- [PROBLEM DETAILS]: In the entries below, find the lines that contain the word "struct" and copy them.

- [RECORDS]:
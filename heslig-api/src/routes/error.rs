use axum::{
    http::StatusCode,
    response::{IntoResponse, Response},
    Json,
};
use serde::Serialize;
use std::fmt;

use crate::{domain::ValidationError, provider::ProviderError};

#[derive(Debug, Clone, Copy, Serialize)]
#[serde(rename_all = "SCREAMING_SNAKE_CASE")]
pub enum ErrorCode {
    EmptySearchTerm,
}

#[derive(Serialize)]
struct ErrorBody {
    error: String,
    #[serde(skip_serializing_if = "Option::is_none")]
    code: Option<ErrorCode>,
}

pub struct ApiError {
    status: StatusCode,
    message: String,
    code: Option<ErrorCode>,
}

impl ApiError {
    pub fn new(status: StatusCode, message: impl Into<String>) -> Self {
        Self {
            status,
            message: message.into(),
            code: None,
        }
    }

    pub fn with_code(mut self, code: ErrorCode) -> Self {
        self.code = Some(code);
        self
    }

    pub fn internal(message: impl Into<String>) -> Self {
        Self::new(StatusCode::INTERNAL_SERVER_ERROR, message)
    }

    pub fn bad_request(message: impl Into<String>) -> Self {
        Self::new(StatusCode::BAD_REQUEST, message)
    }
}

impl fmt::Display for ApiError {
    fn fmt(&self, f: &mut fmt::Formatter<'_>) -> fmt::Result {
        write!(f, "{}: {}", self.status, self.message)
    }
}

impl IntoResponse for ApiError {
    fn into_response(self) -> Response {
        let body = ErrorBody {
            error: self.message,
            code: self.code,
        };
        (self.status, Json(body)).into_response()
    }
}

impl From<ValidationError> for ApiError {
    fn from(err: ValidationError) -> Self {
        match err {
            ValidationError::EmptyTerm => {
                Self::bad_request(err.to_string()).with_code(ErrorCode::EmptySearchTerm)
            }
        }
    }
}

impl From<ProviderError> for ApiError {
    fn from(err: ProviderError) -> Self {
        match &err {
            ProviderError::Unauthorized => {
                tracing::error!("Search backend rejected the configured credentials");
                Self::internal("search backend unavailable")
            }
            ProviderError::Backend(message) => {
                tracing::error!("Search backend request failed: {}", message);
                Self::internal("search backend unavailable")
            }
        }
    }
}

- [ANSWER BOX]:
struct ErrorBody {
pub struct ApiError {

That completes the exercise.